Determine the limiting reactant when 30.0 g of propane, C3H8, is burned with 75.0 g of oxygen

Hello Kayleigh,

To answer this question, we need to think about setting up our balanced chemical equation so that we can easily convert between reactants and products using stoichiometry and dimensional analysis. In this case, the balanced chemical equation that we should have with the combustion of propane would be:

C3H8 (g) + 5 O2 (g) >>>> 3 CO2 (g) + 4 H2O (l)

From this balanced chemical equation, we see that there are 5 moles of oxygen reacting for every 1 mole of propane (C3H8), so we will use that in our balanced chemical equation. From here, we want to use dimensional analysis and stoichiometry to convert from units of each reactant to units of a product and see which is less. The reactant that produces the lesser amount of product is considered the limiting reactant.

We can convert to either of our products, H2O or CO2. As long as we are converting to the same product for both conversions from either reactant, we will find the right answer. For example, let's convert both of our amounts of reactants to amounts of CO2 and see which one results in less CO2. That reactant will be our limiting reactant.

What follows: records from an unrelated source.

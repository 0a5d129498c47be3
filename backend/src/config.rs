//! Configuration management for the hospital warehouse service
//!
//! Supports hierarchical configuration loading:
//! 1. Default values in code
//! 2. Configuration files (development.toml, production.toml)
//! 3. Environment variable overrides with HWM__ prefix

use chrono::{FixedOffset, NaiveDate, Utc};
use config::{ConfigError, Environment, File};
use serde::Deserialize;

/// Main application configuration
#[derive(Debug, Deserialize, Clone)]
pub struct Config {
    /// Current environment (development, production)
    pub environment: String,

    /// Server configuration
    pub server: ServerConfig,

    /// Storage backend selection
    pub store: StoreConfig,

    /// Database configuration, used by the postgres store
    pub database: DatabaseConfig,

    /// Lot ledger rules
    pub ledger: LedgerConfig,
}

#[derive(Debug, Deserialize, Clone)]
pub struct ServerConfig {
    /// Server port
    pub port: u16,

    /// Server host
    pub host: String,
}

#[derive(Debug, Deserialize, Clone, Copy, PartialEq, Eq)]
#[serde(rename_all = "lowercase")]
pub enum StoreBackend {
    Memory,
    Postgres,
}

#[derive(Debug, Deserialize, Clone)]
pub struct StoreConfig {
    pub backend: StoreBackend,
}

#[derive(Debug, Deserialize, Clone)]
pub struct DatabaseConfig {
    /// PostgreSQL connection URL
    #[serde(default)]
    pub url: String,

    /// Maximum number of connections in the pool
    pub max_connections: u32,

    /// Minimum number of connections in the pool
    pub min_connections: u32,
}

#[derive(Debug, Deserialize, Clone, Copy)]
pub struct LedgerConfig {
    /// Lots expiring in fewer days than this are flagged NEAR_EXPIRY
    pub near_expiry_threshold_days: i64,

    /// Offset of the warehouse's local time from UTC; defines "today"
    pub utc_offset_hours: i32,
}

impl LedgerConfig {
    /// Today's date in the warehouse's local time
    pub fn today(&self) -> NaiveDate {
        let now = Utc::now();
        match FixedOffset::east_opt(self.utc_offset_hours * 3600) {
            Some(offset) => now.with_timezone(&offset).date_naive(),
            None => now.date_naive(),
        }
    }
}

impl Default for LedgerConfig {
    fn default() -> Self {
        Self {
            near_expiry_threshold_days: shared::DEFAULT_NEAR_EXPIRY_DAYS,
            utc_offset_hours: 7,
        }
    }
}

impl Config {
    /// Load configuration from files and environment variables
    pub fn load() -> Result<Self, ConfigError> {
        let environment = std::env::var("HWM_ENVIRONMENT").unwrap_or_else(|_| "development".into());

        let config = config::Config::builder()
            // Start with default values
            .set_default("environment", environment.clone())?
            .set_default("server.port", 3000)?
            .set_default("server.host", "0.0.0.0")?
            .set_default("store.backend", "memory")?
            .set_default("database.max_connections", 10)?
            .set_default("database.min_connections", 2)?
            .set_default("ledger.near_expiry_threshold_days", shared::DEFAULT_NEAR_EXPIRY_DAYS)?
            .set_default("ledger.utc_offset_hours", 7)?
            // Load environment-specific config file
            .add_source(File::with_name(&format!("config/{}", environment)).required(false))
            // Override with environment variables (HWM__ prefix)
            .add_source(
                Environment::with_prefix("HWM")
                    .separator("__")
                    .try_parsing(true),
            )
            .build()?;

        config.try_deserialize()
    }
}

impl Default for ServerConfig {
    fn default() -> Self {
        Self {
            port: 3000,
            host: "0.0.0.0".to_string(),
        }
    }
}
//! Route definitions for the hospital warehouse API

use axum::{
    routing::{delete, get, post, put},
    Router,
};

use crate::{handlers, AppState};

/// Create API routes
pub fn api_routes() -> Router<AppState> {
    Router::new()
        .route("/health", get(handlers::health_check))
        // Item catalog and per-item stock
        .nest("/items", item_routes())
        // Stock reports
        .route("/stock/alerts", get(handlers::get_stock_alerts))
        // Lot ledger
        .nest("/lots", lot_routes())
        // Receipt and issue documents
        .nest("/documents", document_routes())
}

/// Item catalog routes
fn item_routes() -> Router<AppState> {
    Router::new()
        .route("/", get(handlers::list_items).post(handlers::create_item))
        .route("/:item_id", get(handlers::get_item))
        .route("/:item_id/active", put(handlers::set_item_active))
        .route("/:item_id/stock", get(handlers::get_item_stock))
}

/// Lot routes
fn lot_routes() -> Router<AppState> {
    Router::new()
        .route("/expiring", get(handlers::get_expiring_lots))
        .route("/:lot_id", delete(handlers::delete_lot))
        .route("/:lot_id/status", get(handlers::get_lot_status))
}

/// Movement document routes
fn document_routes() -> Router<AppState> {
    Router::new()
        .route("/", get(handlers::list_documents).post(handlers::create_document))
        .route(
            "/:document_id",
            get(handlers::get_document)
                .put(handlers::update_document)
                .delete(handlers::delete_document),
        )
        .route("/:document_id/validate", post(handlers::validate_document))
        .route("/:document_id/submit", post(handlers::submit_document))
        .route("/:document_id/approve", post(handlers::approve_document))
        .route("/:document_id/cancel", post(handlers::cancel_document))
}
//! HTTP handlers for the item catalog

use axum::{
    extract::{Path, State},
    Json,
};
use shared::{Item, ItemStock};
use uuid::Uuid;

use crate::error::AppResult;
use crate::services::catalog::{CreateItemInput, SetActiveInput};
use crate::services::{CatalogService, LedgerService};
use crate::AppState;

/// Create an item
pub async fn create_item(
    State(state): State<AppState>,
    Json(input): Json<CreateItemInput>,
) -> AppResult<Json<Item>> {
    let service = CatalogService::new(state.store);
    let item = service.create_item(input).await?;
    Ok(Json(item))
}

/// List all items, active or not
pub async fn list_items(State(state): State<AppState>) -> AppResult<Json<Vec<Item>>> {
    let service = CatalogService::new(state.store);
    let items = service.list_items().await?;
    Ok(Json(items))
}

pub async fn get_item(State(state): State<AppState>, Path(item_id): Path<Uuid>) -> AppResult<Json<Item>> {
    let service = CatalogService::new(state.store);
    let item = service.get_item(item_id).await?;
    Ok(Json(item))
}

/// Activate or deactivate an item
pub async fn set_item_active(
    State(state): State<AppState>,
    Path(item_id): Path<Uuid>,
    Json(input): Json<SetActiveInput>,
) -> AppResult<Json<Item>> {
    let service = CatalogService::new(state.store);
    let item = service.set_item_active(item_id, input.is_active).await?;
    Ok(Json(item))
}

/// Available quantity and lots of an item
pub async fn get_item_stock(
    State(state): State<AppState>,
    Path(item_id): Path<Uuid>,
) -> AppResult<Json<ItemStock>> {
    let service = LedgerService::new(state.store, state.config.ledger);
    let stock = service.item_stock(item_id).await?;
    Ok(Json(stock))
}
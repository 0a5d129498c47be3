//! Hospital Warehouse Management - backend server
//!
//! Receipts and issues of drugs and medical supplies, tracked by lot and
//! expiry, with a submit/approve workflow.

use std::{net::SocketAddr, sync::Arc, time::Duration};

use anyhow::Context;
use sqlx::postgres::PgPoolOptions;
use tracing_subscriber::{layer::SubscriberExt, util::SubscriberInitExt};

use hwm_backend::config::StoreBackend;
use hwm_backend::store::{InventoryStore, MemoryStore, PgStore};
use hwm_backend::{create_app, AppState, Config};

#[tokio::main]
async fn main() -> anyhow::Result<()> {
    // Initialize tracing
    tracing_subscriber::registry()
        .with(
            tracing_subscriber::EnvFilter::try_from_default_env()
                .unwrap_or_else(|_| "hwm_server=debug,hwm_backend=debug,tower_http=debug,sqlx=warn".into()),
        )
        .with(tracing_subscriber::fmt::layer())
        .init();

    // Load configuration
    dotenvy::dotenv().ok();
    let config = Config::load().context("Failed to load configuration")?;

    tracing::info!("Starting Hospital Warehouse Management Server");
    tracing::info!("Environment: {}", config.environment);

    let store: Arc<dyn InventoryStore> = match config.store.backend {
        StoreBackend::Memory => {
            tracing::warn!("Using the in-memory store; data is lost on restart");
            Arc::new(MemoryStore::new())
        }
        StoreBackend::Postgres => {
            // Create database connection pool
            tracing::info!("Connecting to database...");
            let db_pool = PgPoolOptions::new()
                .max_connections(config.database.max_connections)
                .min_connections(config.database.min_connections)
                .acquire_timeout(Duration::from_secs(30))
                .connect(&config.database.url)
                .await?;

            tracing::info!("Database connection established");

            // Run migrations in development
            if config.environment == "development" {
                tracing::info!("Running database migrations...");
                sqlx::migrate!("./migrations").run(&db_pool).await?;
                tracing::info!("Migrations completed");
            }

            Arc::new(PgStore::new(db_pool))
        }
    };

    let addr: SocketAddr = format!("{}:{}", config.server.host, config.server.port)
        .parse()
        .context("Invalid server host/port")?;

    // Build application
    let app = create_app(AppState::new(store, config));

    // Start server
    tracing::info!("Listening on {}", addr);
    let listener = tokio::net::TcpListener::bind(addr).await?;
    axum::serve(listener, app).await?;

    Ok(())
}
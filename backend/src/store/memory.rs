//! In-memory store
//!
//! The whole state sits behind one async mutex, which doubles as the global
//! ledger-write lock during approvals. Approval mutations go through the
//! ledger journal and are rolled back when the unit is dropped uncommitted.

use std::collections::HashMap;
use std::sync::Arc;

use async_trait::async_trait;
use chrono::{DateTime, Utc};
use shared::{
    generate_document_code, AllocatableLot, DocumentStatus, Item, Lot, LotLedger, MovementDocument, MovementKind,
    NewLot, StockAggregator, StockSnapshot,
};
use tokio::sync::{Mutex, OwnedMutexGuard};
use uuid::Uuid;

use super::{ApprovalUnit, DocumentFilter, InventoryStore};
use crate::error::{AppError, AppResult};

#[derive(Debug, Default)]
struct MemoryState {
    items: HashMap<Uuid, Item>,
    ledger: LotLedger,
    aggregator: StockAggregator,
    documents: HashMap<Uuid, MovementDocument>,
    sequences: HashMap<(MovementKind, i32), i64>,
}

impl MemoryState {
    fn snapshot(&mut self, item_ids: &[Uuid]) -> StockSnapshot {
        let mut snapshot = StockSnapshot::new();
        for item_id in item_ids {
            let Some(item) = self.items.get(item_id).filter(|item| item.is_active) else {
                continue;
            };
            let constraints = item.constraints();
            let available = self.aggregator.available_qty(&self.ledger, *item_id);
            snapshot.insert(*item_id, constraints, available);
        }
        snapshot
    }
}

/// Store that keeps everything in process memory
#[derive(Clone, Default)]
pub struct MemoryStore {
    state: Arc<Mutex<MemoryState>>,
}

impl MemoryStore {
    pub fn new() -> Self {
        Self::default()
    }
}

#[async_trait]
impl InventoryStore for MemoryStore {
    async fn ping(&self) -> AppResult<()> {
        Ok(())
    }

    async fn insert_item(&self, item: &Item) -> AppResult<()> {
        let mut state = self.state.lock().await;
        if state.items.values().any(|existing| existing.code == item.code) {
            return Err(AppError::DuplicateEntry("code".to_string()));
        }
        state.items.insert(item.id, item.clone());
        Ok(())
    }

    async fn get_item(&self, item_id: Uuid) -> AppResult<Option<Item>> {
        Ok(self.state.lock().await.items.get(&item_id).cloned())
    }

    async fn find_item_by_code(&self, code: &str) -> AppResult<Option<Item>> {
        let state = self.state.lock().await;
        Ok(state.items.values().find(|item| item.code == code).cloned())
    }

    async fn list_items(&self) -> AppResult<Vec<Item>> {
        let state = self.state.lock().await;
        let mut items: Vec<Item> = state.items.values().cloned().collect();
        items.sort_by(|a, b| a.code.cmp(&b.code));
        Ok(items)
    }

    async fn update_item(&self, item: &Item) -> AppResult<()> {
        let mut state = self.state.lock().await;
        match state.items.get_mut(&item.id) {
            Some(existing) => {
                *existing = item.clone();
                Ok(())
            }
            None => Err(AppError::NotFound("Item".to_string())),
        }
    }

    async fn get_lot(&self, lot_id: Uuid) -> AppResult<Option<Lot>> {
        Ok(self.state.lock().await.ledger.get(lot_id).cloned())
    }

    async fn lots_for_item(&self, item_id: Uuid) -> AppResult<Vec<Lot>> {
        let state = self.state.lock().await;
        Ok(state.ledger.lots_for_item(item_id).into_iter().cloned().collect())
    }

    async fn undepleted_lots(&self) -> AppResult<Vec<Lot>> {
        let state = self.state.lock().await;
        Ok(state
            .ledger
            .lots()
            .filter(|lot| lot.remaining_qty > 0)
            .cloned()
            .collect())
    }

    async fn delete_lot(&self, lot_id: Uuid) -> AppResult<()> {
        let mut state = self.state.lock().await;
        state.ledger.delete_lot(lot_id)?;
        Ok(())
    }

    async fn stock_snapshot(&self, item_ids: &[Uuid]) -> AppResult<StockSnapshot> {
        Ok(self.state.lock().await.snapshot(item_ids))
    }

    async fn next_document_code(&self, kind: MovementKind, year: i32) -> AppResult<String> {
        let mut state = self.state.lock().await;
        let sequence = state.sequences.entry((kind, year)).or_insert(0);
        *sequence += 1;
        Ok(generate_document_code(kind, year, *sequence))
    }

    async fn insert_document(&self, document: &MovementDocument) -> AppResult<()> {
        let mut state = self.state.lock().await;
        if state.documents.values().any(|existing| existing.code == document.code) {
            return Err(AppError::DuplicateEntry("code".to_string()));
        }
        state.documents.insert(document.id, document.clone());
        Ok(())
    }

    async fn get_document(&self, document_id: Uuid) -> AppResult<Option<MovementDocument>> {
        Ok(self.state.lock().await.documents.get(&document_id).cloned())
    }

    async fn list_documents(&self, filter: &DocumentFilter) -> AppResult<Vec<MovementDocument>> {
        let state = self.state.lock().await;
        let mut documents: Vec<MovementDocument> = state
            .documents
            .values()
            .filter(|document| filter.matches(document))
            .cloned()
            .collect();
        documents.sort_by(|a, b| {
            b.movement_date
                .cmp(&a.movement_date)
                .then_with(|| b.created_at.cmp(&a.created_at))
        });
        Ok(documents)
    }

    async fn update_document(&self, document: &MovementDocument, expected: DocumentStatus) -> AppResult<bool> {
        let mut state = self.state.lock().await;
        match state.documents.get_mut(&document.id) {
            Some(existing) if existing.status == expected => {
                *existing = document.clone();
                Ok(true)
            }
            _ => Ok(false),
        }
    }

    async fn delete_document(&self, document_id: Uuid, expected: DocumentStatus) -> AppResult<bool> {
        let mut state = self.state.lock().await;
        match state.documents.get(&document_id) {
            Some(existing) if existing.status == expected => {
                state.documents.remove(&document_id);
                Ok(true)
            }
            _ => Ok(false),
        }
    }

    async fn begin_approval(&self) -> AppResult<Box<dyn ApprovalUnit>> {
        let mut state = self.state.clone().lock_owned().await;
        state.ledger.begin_journal();
        Ok(Box::new(MemoryApproval {
            state,
            document: None,
            committed: false,
        }))
    }
}

/// Approval holding the global state lock for its whole lifetime
struct MemoryApproval {
    state: OwnedMutexGuard<MemoryState>,
    document: Option<MovementDocument>,
    committed: bool,
}

#[async_trait]
impl ApprovalUnit for MemoryApproval {
    async fn load_document(&mut self, document_id: Uuid) -> AppResult<Option<MovementDocument>> {
        Ok(self.state.documents.get(&document_id).cloned())
    }

    async fn lock_items(&mut self, item_ids: &[Uuid]) -> AppResult<StockSnapshot> {
        // The global lock is already held
        Ok(self.state.snapshot(item_ids))
    }

    async fn allocatable(&mut self, item_id: Uuid) -> AppResult<Vec<AllocatableLot>> {
        Ok(self.state.ledger.list_allocatable(item_id))
    }

    async fn create_lot(&mut self, new_lot: &NewLot, created_at: DateTime<Utc>) -> AppResult<Uuid> {
        Ok(self.state.ledger.create_lot(new_lot.clone(), created_at)?)
    }

    async fn consume(&mut self, lot_id: Uuid, quantity: i64) -> AppResult<()> {
        Ok(self.state.ledger.consume(lot_id, quantity)?)
    }

    async fn save_document(&mut self, document: &MovementDocument) -> AppResult<()> {
        self.document = Some(document.clone());
        Ok(())
    }

    async fn commit(self: Box<Self>) -> AppResult<()> {
        let mut unit = self;
        if let Some(document) = unit.document.take() {
            unit.state.documents.insert(document.id, document);
        }
        unit.state.ledger.commit_journal();
        unit.committed = true;
        Ok(())
    }
}

impl Drop for MemoryApproval {
    fn drop(&mut self) {
        if !self.committed {
            self.state.ledger.rollback_journal();
        }
    }
}

#[cfg(test)]
mod tests {
    use super::*;
    use rust_decimal::Decimal;

    fn new_lot(item_id: Uuid, qty: i64) -> NewLot {
        NewLot {
            item_id,
            intake_qty: qty,
            lot_number: Some("L1".to_string()),
            manufacture_date: None,
            expiry_date: None,
            unit_cost: Decimal::ZERO,
            source_document_id: None,
        }
    }

    #[tokio::test]
    async fn test_dropped_unit_rolls_back() {
        let store = MemoryStore::new();
        let item_id = Uuid::new_v4();

        {
            let mut unit = store.begin_approval().await.unwrap();
            unit.create_lot(&new_lot(item_id, 10), Utc::now()).await.unwrap();
        }

        assert!(store.lots_for_item(item_id).await.unwrap().is_empty());
    }

    #[tokio::test]
    async fn test_committed_unit_keeps_lots() {
        let store = MemoryStore::new();
        let item_id = Uuid::new_v4();

        let mut unit = store.begin_approval().await.unwrap();
        let lot_id = unit.create_lot(&new_lot(item_id, 10), Utc::now()).await.unwrap();
        unit.consume(lot_id, 4).await.unwrap();
        unit.commit().await.unwrap();

        let lots = store.lots_for_item(item_id).await.unwrap();
        assert_eq!(lots.len(), 1);
        assert_eq!(lots[0].remaining_qty, 6);
    }

    #[tokio::test]
    async fn test_document_codes_sequence_per_kind_and_year() {
        let store = MemoryStore::new();
        assert_eq!(store.next_document_code(MovementKind::Receipt, 2025).await.unwrap(), "PN-2025-0001");
        assert_eq!(store.next_document_code(MovementKind::Receipt, 2025).await.unwrap(), "PN-2025-0002");
        assert_eq!(store.next_document_code(MovementKind::Issue, 2025).await.unwrap(), "PX-2025-0001");
        assert_eq!(store.next_document_code(MovementKind::Receipt, 2026).await.unwrap(), "PN-2026-0001");
    }
}
//! Health check handlers

use axum::{extract::State, Json};
use serde::Serialize;

use crate::AppState;

#[derive(Serialize)]
pub struct HealthResponse {
    pub status: String,
    pub version: String,
    pub store: String,
}

/// Health check endpoint handler
pub async fn health_check(State(state): State<AppState>) -> Json<HealthResponse> {
    // Check storage connectivity
    let store_status = match state.store.ping().await {
        Ok(()) => "connected".to_string(),
        Err(_) => "disconnected".to_string(),
    };

    Json(HealthResponse {
        status: "healthy".to_string(),
        version: env!("CARGO_PKG_VERSION").to_string(),
        store: store_status,
    })
}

Let's start with 30.0 g. We determine that the molar mass of propane is 44.1 grams, which we can use to convert grams of a substance to moles of that substance.

30.0 g C3H8 * 1 mole C3H8/44.1 grams C3H8 = 0.68 moles C3H8

Once we have determined the number of moles in 33.0 g C3H8, we use the balanced chemical equation and the mole ratio between C3H8 and CO2 from that equation to find the moles of CO2.

0.68 moles C3H8 * 3 moles CO2/1 mole C3H8 = 2.04 moles CO2

Now that we found moles of CO2 produced from 30.0 g C3H8, we want to use that same process using 75.0 g oxygen.

We start with 75.0 g oxygen and we can determine that the molar mass of oxygen is 32.0 grams, which again we can use to convert between grams and moles of a substance.

75.0 g O2 * 1 mole O2/32.0 g O2 = 2.34 moles O2.

From here, we use the balanced chemical equation and the mole ratio between O2 and CO2 from that equation to find the moles of CO2.

2.34 moles O2 * 3 moles CO2/5 moles O2 = 1.40 moles CO2.

Since 1.40 moles of CO2 produced from 75.0 g oxygen is less than the 2.04 moles of CO2 produced from 30.0 g propane, we can conclude that the oxygen is the limiting reactant here.